In April 2015, the American Steam Railroad Preservation Association (ASR) announced that they had signed a long-term loan with the No. 2100 locomotive. They launched their own fundraising campaign, called Fire Up 2100, and they estimated that the restoration would cost $700,000 to complete. That same month, No. 2100 and its tender were loaded onto two separate heavy-duty flatcars, and they were shipped via BNSF, Norfolk Southern, and CSX to Cleveland over a two-month period. Upon arrival, No. 2100 was moved inside the Midwest Railway Preservation Society's (MRPS) Ex-B&O roundhouse next to the MRPS's own locomotive, Grand Trunk Western 4070, and the ASR began work to restore the T-1.In August 2023, the ASR announced that they and FMW Solutions would modify No. 2100's firebox to burn recycled oil instead of coal. ASR Treasurer Forrest Nace would state in a press release,"Taking into account the expense of not only the coal but its transport, proper storage, loading, and ash abatement, it became evident that it would be difficult to have any remaining funds after operating at non-steam railroads and museums we are in discussions with. Additionally, the logistics of storing, refueling, and burning liquid fuel is in-line with what modern railroads and diesel operated tourist lines are accustomed to, thereby greatly and expanding our opportunities and reducing emissions."

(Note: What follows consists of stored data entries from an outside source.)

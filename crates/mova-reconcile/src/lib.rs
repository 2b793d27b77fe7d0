//! Best-effort reconciliation of subscription state.
//!
//! The backing store cannot update the two sides of a subscription in one
//! transaction, so one side can silently miss its half of a confirmation or
//! cancellation. This loop detects the known-bad shapes on the executor's own
//! row against freshly-fetched counterpart state and heals them through the
//! same optimistic write path everything else uses. It only ever reconciles
//! subscriptions; orders are left to the realtime stream.

pub mod reconciler;

pub use reconciler::{ReconcileConfig, ReconcileLoop};
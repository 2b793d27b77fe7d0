//! Location types for orders and profiles.
//!
//! An order carries exactly one of two location shapes depending on the
//! service kind: a from/to route (transfers) or a single general area
//! (accompaniment). The shapes are mutually exclusive by construction.

use serde::{Deserialize, Serialize};

/// A WGS84 coordinate pair.
#[derive(Debug, Clone, Copy, PartialEq, Serialize, Deserialize)]
pub struct GeoPoint {
    pub lat: f64,
    pub lon: f64,
}

impl GeoPoint {
    pub fn new(lat: f64, lon: f64) -> Self {
        Self { lat, lon }
    }
}

/// A human-entered address, optionally resolved to coordinates by the
/// geocoding collaborator.
#[derive(Debug, Clone, PartialEq, Serialize, Deserialize)]
pub struct Location {
    /// Free-form address text as entered.
    pub address: String,
    /// Resolved coordinates, if geocoding succeeded.
    #[serde(default)]
    pub point: Option<GeoPoint>,
}

impl Location {
    /// Create a location from an address without coordinates.
    pub fn from_address(address: impl Into<String>) -> Self {
        Self {
            address: address.into(),
            point: None,
        }
    }
}

/// The two mutually-exclusive location shapes an order can carry.
#[derive(Debug, Clone, PartialEq, Serialize, Deserialize)]
#[serde(rename_all = "lowercase", tag = "shape")]
pub enum OrderLocation {
    /// Pick-up and drop-off pair (transfer services).
    Route { from: Location, to: Location },
    /// Single general area (accompaniment services).
    Area { general: Location },
}

impl OrderLocation {
    /// Whether this is the from/to route shape.
    pub fn is_route(&self) -> bool {
        matches!(self, Self::Route { .. })
    }
}

#[cfg(test)]
mod tests {
    use super::*;

    #[test]
    fn test_shapes_exclusive() {
        let route = OrderLocation::Route {
            from: Location::from_address("1 Main St"),
            to: Location::from_address("2 Elm St"),
        };
        let area = OrderLocation::Area {
            general: Location::from_address("Downtown"),
        };
        assert!(route.is_route());
        assert!(!area.is_route());
    }

    #[test]
    fn test_location_serde_shape_tag() {
        let area = OrderLocation::Area {
            general: Location::from_address("Downtown"),
        };
        let json = serde_json::to_string(&area).unwrap();
        assert!(json.contains("\"shape\":\"area\""));
    }
}
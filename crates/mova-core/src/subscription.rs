//! Subscription status and the wire-level rejection sentinel.
//!
//! The backing schema has no dedicated rejection column; a customer signals
//! rejection by writing `"REJECTED:" + executor_id` into the same column an
//! executor uses for its pending request target. Changing the encoding would
//! need a schema migration, so the sentinel stays on the wire as-is and is
//! decoded into `SubscriptionSignal` at the row boundary. No logic above the
//! adapter ever matches raw strings.

use crate::ids::UserId;
use serde::{Deserialize, Serialize};
use std::fmt;

/// Wire prefix marking a rejection in the shared request column.
pub const REJECTED_PREFIX: &str = "REJECTED:";

/// Subscription lifecycle of an executor profile.
#[derive(Debug, Clone, Copy, PartialEq, Eq, Default, Serialize, Deserialize)]
#[serde(rename_all = "lowercase")]
pub enum SubscriptionStatus {
    /// No subscription and no pending request.
    #[default]
    None,
    /// Request sent, waiting for the customer to confirm or reject.
    Pending,
    /// Confirmed; symmetric link to a customer is expected.
    Active,
    /// The 30-day term has lapsed.
    Expired,
}

impl fmt::Display for SubscriptionStatus {
    fn fmt(&self, f: &mut fmt::Formatter<'_>) -> fmt::Result {
        match self {
            Self::None => write!(f, "none"),
            Self::Pending => write!(f, "pending"),
            Self::Active => write!(f, "active"),
            Self::Expired => write!(f, "expired"),
        }
    }
}

/// Decoded content of the shared `subscription_request_to_customer_id` column.
#[derive(Debug, Clone, PartialEq, Eq, Default, Serialize, Deserialize)]
pub enum SubscriptionSignal {
    /// Column is empty.
    #[default]
    None,
    /// Executor side: a pending request targeting this customer.
    Requested(UserId),
    /// Customer side: rejection sentinel naming the rejected executor.
    Rejected(UserId),
}

impl SubscriptionSignal {
    /// Decode the raw column value.
    pub fn decode(raw: Option<&str>) -> Self {
        match raw {
            None | Some("") => Self::None,
            Some(value) => match value.strip_prefix(REJECTED_PREFIX) {
                Some(executor_id) => Self::Rejected(UserId::from(executor_id)),
                None => Self::Requested(UserId::from(value)),
            },
        }
    }

    /// Encode back to the raw column value.
    pub fn encode(&self) -> Option<String> {
        match self {
            Self::None => None,
            Self::Requested(customer_id) => Some(customer_id.to_string()),
            Self::Rejected(executor_id) => Some(format!("{REJECTED_PREFIX}{executor_id}")),
        }
    }

    /// Whether the column is empty.
    pub fn is_none(&self) -> bool {
        matches!(self, Self::None)
    }
}

#[cfg(test)]
mod tests {
    use super::*;

    #[test]
    fn test_decode_empty() {
        assert_eq!(SubscriptionSignal::decode(None), SubscriptionSignal::None);
        assert_eq!(
            SubscriptionSignal::decode(Some("")),
            SubscriptionSignal::None
        );
    }

    #[test]
    fn test_decode_request() {
        assert_eq!(
            SubscriptionSignal::decode(Some("cust-9")),
            SubscriptionSignal::Requested(UserId::from("cust-9"))
        );
    }

    #[test]
    fn test_decode_rejection_sentinel() {
        assert_eq!(
            SubscriptionSignal::decode(Some("REJECTED:exec-3")),
            SubscriptionSignal::Rejected(UserId::from("exec-3"))
        );
    }

    #[test]
    fn test_encode_roundtrip() {
        for signal in [
            SubscriptionSignal::None,
            SubscriptionSignal::Requested(UserId::from("cust-9")),
            SubscriptionSignal::Rejected(UserId::from("exec-3")),
        ] {
            let raw = signal.encode();
            assert_eq!(SubscriptionSignal::decode(raw.as_deref()), signal);
        }
    }
}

In November, the ASR announced that once No. 2100 is restored, it will be painted in American Freedom Train (AFT) colors similar to that on No. 2101 and renumbered as AFT No. 250 for the United States Semiquincentennial in 2026. In March 2024, the boiler passed its FRA-mandated hydrostatic test. On April 3, 2025, No. 2100 was test fired, marking the first time it was under steam since the late 2000s.

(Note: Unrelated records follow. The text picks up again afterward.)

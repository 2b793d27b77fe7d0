//! REST DataStore client (PostgREST-style hosted backend).
//!
//! Speaks the generic table API (`/rest/v1/{table}` with `column=eq.value`
//! filters) and maps rows to entities at this boundary. The change feed is a
//! poll-diff loop over the orders table: each tick fetches a snapshot and
//! emits Inserted/Updated/Deleted against the previous one. Deployments with
//! a realtime socket can swap the transport without touching the core; the
//! event contract is identical.

use std::collections::HashMap;
use std::time::Duration;

use mova_core::{Order, OrderId, UserId, UserProfile};
use reqwest::header::{HeaderMap, HeaderValue};
use tokio::sync::mpsc;
use tracing::{debug, warn};

use crate::datastore::{BoxFuture, ChangeEvent, DataStore, OrderFilter};
use crate::error::{BackendError, BackendResult};
use crate::rows::{OrderRow, ProfileRow};
use crate::schema::SchemaAdapter;

/// Capacity of the change-event channel handed to the subscriber.
const CHANGE_CHANNEL_CAPACITY: usize = 256;

/// Default poll interval for the change feed.
const DEFAULT_POLL_INTERVAL: Duration = Duration::from_secs(5);

/// REST client for the hosted store.
#[derive(Clone)]
pub struct RestDataStore {
    http: reqwest::Client,
    base_url: String,
    schema: SchemaAdapter,
    poll_interval: Duration,
}

impl RestDataStore {
    /// Create a client with a pre-resolved schema adapter.
    pub fn new(base_url: impl Into<String>, api_key: &str, schema: SchemaAdapter) -> BackendResult<Self> {
        let mut headers = HeaderMap::new();
        let key_value = HeaderValue::from_str(api_key)
            .map_err(|e| BackendError::InvalidRow(format!("api key: {e}")))?;
        headers.insert("apikey", key_value.clone());
        let mut bearer = HeaderValue::from_str(&format!("Bearer {api_key}"))
            .map_err(|e| BackendError::InvalidRow(format!("api key: {e}")))?;
        bearer.set_sensitive(true);
        headers.insert(reqwest::header::AUTHORIZATION, bearer);

        let http = reqwest::Client::builder()
            .default_headers(headers)
            .build()?;

        Ok(Self {
            http,
            base_url: base_url.into().trim_end_matches('/').to_string(),
            schema,
            poll_interval: DEFAULT_POLL_INTERVAL,
        })
    }

    /// Override the change-feed poll interval.
    #[must_use]
    pub fn with_poll_interval(mut self, interval: Duration) -> Self {
        self.poll_interval = interval;
        self
    }

    /// Resolve the schema adapter by probing the profiles table.
    ///
    /// Looks at one sample row to learn whether the deployment keys profiles
    /// on `id` or `user_id`. An empty table falls back to the default.
    pub async fn resolve_schema(
        base_url: &str,
        api_key: &str,
    ) -> BackendResult<SchemaAdapter> {
        let probe = Self::new(base_url, api_key, SchemaAdapter::default())?;
        let url = format!("{}/rest/v1/profiles?limit=1", probe.base_url);
        let rows: Vec<serde_json::Value> =
            Self::expect_ok(probe.http.get(url).send().await?).await?.json().await?;
        Ok(rows
            .first()
            .map(SchemaAdapter::detect_from_row)
            .unwrap_or_default())
    }

    fn table_url(&self, table: &str) -> String {
        format!("{}/rest/v1/{table}", self.base_url)
    }

    /// PostgREST query string for an order filter.
    fn filter_query(filter: &OrderFilter) -> String {
        match filter {
            OrderFilter::All => String::new(),
            OrderFilter::ByCustomer(id) => format!("?customer_id=eq.{id}"),
            OrderFilter::ByExecutor(id) => format!("?executor_id=eq.{id}"),
            OrderFilter::Open => "?status=eq.open".to_string(),
        }
    }

    async fn expect_ok(response: reqwest::Response) -> BackendResult<reqwest::Response> {
        let status = response.status();
        if status.is_success() {
            Ok(response)
        } else {
            Err(BackendError::Status {
                code: status.as_u16(),
                body: response.text().await.unwrap_or_default(),
            })
        }
    }

    async fn fetch_order_snapshot(&self) -> BackendResult<HashMap<OrderId, Order>> {
        let url = format!("{}{}", self.table_url("orders"), Self::filter_query(&OrderFilter::All));
        let rows: Vec<OrderRow> = Self::expect_ok(self.http.get(url).send().await?)
            .await?
            .json()
            .await?;
        let mut snapshot = HashMap::with_capacity(rows.len());
        for row in rows {
            let order = row.into_entity()?;
            snapshot.insert(order.id.clone(), order);
        }
        Ok(snapshot)
    }

    /// One poll-diff pass: emit events for everything that changed since
    /// `previous`, then return the new snapshot.
    fn diff_snapshots(
        previous: &HashMap<OrderId, Order>,
        current: &HashMap<OrderId, Order>,
    ) -> Vec<ChangeEvent> {
        let mut events = Vec::new();
        for (id, order) in current {
            match previous.get(id) {
                None => events.push(ChangeEvent::Inserted(order.clone())),
                Some(old) if old != order => events.push(ChangeEvent::Updated(order.clone())),
                Some(_) => {}
            }
        }
        for id in previous.keys() {
            if !current.contains_key(id) {
                events.push(ChangeEvent::Deleted(id.clone()));
            }
        }
        events
    }
}

impl DataStore for RestDataStore {
    fn list_orders(&self, filter: OrderFilter) -> BoxFuture<'_, BackendResult<Vec<Order>>> {
        Box::pin(async move {
            let url = format!("{}{}", self.table_url("orders"), Self::filter_query(&filter));
            let rows: Vec<OrderRow> = Self::expect_ok(self.http.get(url).send().await?)
                .await?
                .json()
                .await?;
            rows.into_iter().map(OrderRow::into_entity).collect()
        })
    }

    fn insert_order(&self, order: &Order) -> BoxFuture<'_, BackendResult<Order>> {
        let row = OrderRow::from_entity(order);
        Box::pin(async move {
            let response = self
                .http
                .post(self.table_url("orders"))
                .header("Prefer", "return=representation")
                .json(&row)
                .send()
                .await?;
            let mut rows: Vec<OrderRow> = Self::expect_ok(response).await?.json().await?;
            rows.pop()
                .ok_or(BackendError::MissingColumn("returned row"))?
                .into_entity()
        })
    }

    fn update_order(&self, order: &Order) -> BoxFuture<'_, BackendResult<()>> {
        let row = OrderRow::from_entity(order);
        let url = format!("{}?id=eq.{}", self.table_url("orders"), order.id);
        Box::pin(async move {
            Self::expect_ok(self.http.patch(url).json(&row).send().await?).await?;
            Ok(())
        })
    }

    fn delete_order(&self, id: &OrderId) -> BoxFuture<'_, BackendResult<()>> {
        let url = format!("{}?id=eq.{}", self.table_url("orders"), id);
        Box::pin(async move {
            Self::expect_ok(self.http.delete(url).send().await?).await?;
            Ok(())
        })
    }

    fn fetch_profile(&self, id: &UserId) -> BoxFuture<'_, BackendResult<Option<UserProfile>>> {
        let column = self.schema.profile_id_column.column_name();
        let url = format!("{}?{column}=eq.{}", self.table_url("profiles"), id);
        Box::pin(async move {
            let mut rows: Vec<ProfileRow> = Self::expect_ok(self.http.get(url).send().await?)
                .await?
                .json()
                .await?;
            rows.pop()
                .map(|row| row.into_entity(&self.schema))
                .transpose()
        })
    }

    fn list_profiles(&self) -> BoxFuture<'_, BackendResult<Vec<UserProfile>>> {
        Box::pin(async move {
            let rows: Vec<ProfileRow> =
                Self::expect_ok(self.http.get(self.table_url("profiles")).send().await?)
                    .await?
                    .json()
                    .await?;
            rows.into_iter()
                .map(|row| row.into_entity(&self.schema))
                .collect()
        })
    }

    fn update_profile(&self, profile: &UserProfile) -> BoxFuture<'_, BackendResult<()>> {
        let row = ProfileRow::from_entity(profile, &self.schema);
        let column = self.schema.profile_id_column.column_name();
        let url = format!("{}?{column}=eq.{}", self.table_url("profiles"), profile.id);
        Box::pin(async move {
            Self::expect_ok(self.http.patch(url).json(&row).send().await?).await?;
            Ok(())
        })
    }

    fn subscribe_orders(&self) -> BoxFuture<'_, BackendResult<mpsc::Receiver<ChangeEvent>>> {
        let client = self.clone();
        Box::pin(async move {
            let (tx, rx) = mpsc::channel(CHANGE_CHANNEL_CAPACITY);
            let mut previous = client.fetch_order_snapshot().await?;

            tokio::spawn(async move {
                let mut ticker = tokio::time::interval(client.poll_interval);
                ticker.set_missed_tick_behavior(tokio::time::MissedTickBehavior::Skip);
                loop {
                    ticker.tick().await;
                    let current = match client.fetch_order_snapshot().await {
                        Ok(snapshot) => snapshot,
                        Err(error) => {
                            // Transient poll failure: keep the old snapshot,
                            // the next tick will catch up.
                            warn!(%error, "order change poll failed");
                            continue;
                        }
                    };
                    for event in Self::diff_snapshots(&previous, &current) {
                        if tx.send(event).await.is_err() {
                            debug!("change subscriber dropped, stopping poll");
                            return;
                        }
                    }
                    previous = current;
                }
            });

            Ok(rx)
        })
    }
}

On February 26 and 27, 2026, No. 2100 would successfully pass a steam test observed by the Federal Railroad Administration, which saw the engine brought up to its full operating steam pressure of 240 psi. With the steam tests a success, ASR crews announced their plans to finish the running gear and any remaining appliances on the locomotive. No. 2100 made its public debut under steam on June 27, 2026, at the Cleveland Railroad Festival, with full restoration still ongoing.

== See also ==

- Reading 1187
- Reading 1251
- Grand Trunk Western 6325
- Canadian National 6060
- Spokane, Portland and Seattle 700

== Bibliography ==

- Zimmermann, Karl (2018). "Rambling on the Reading"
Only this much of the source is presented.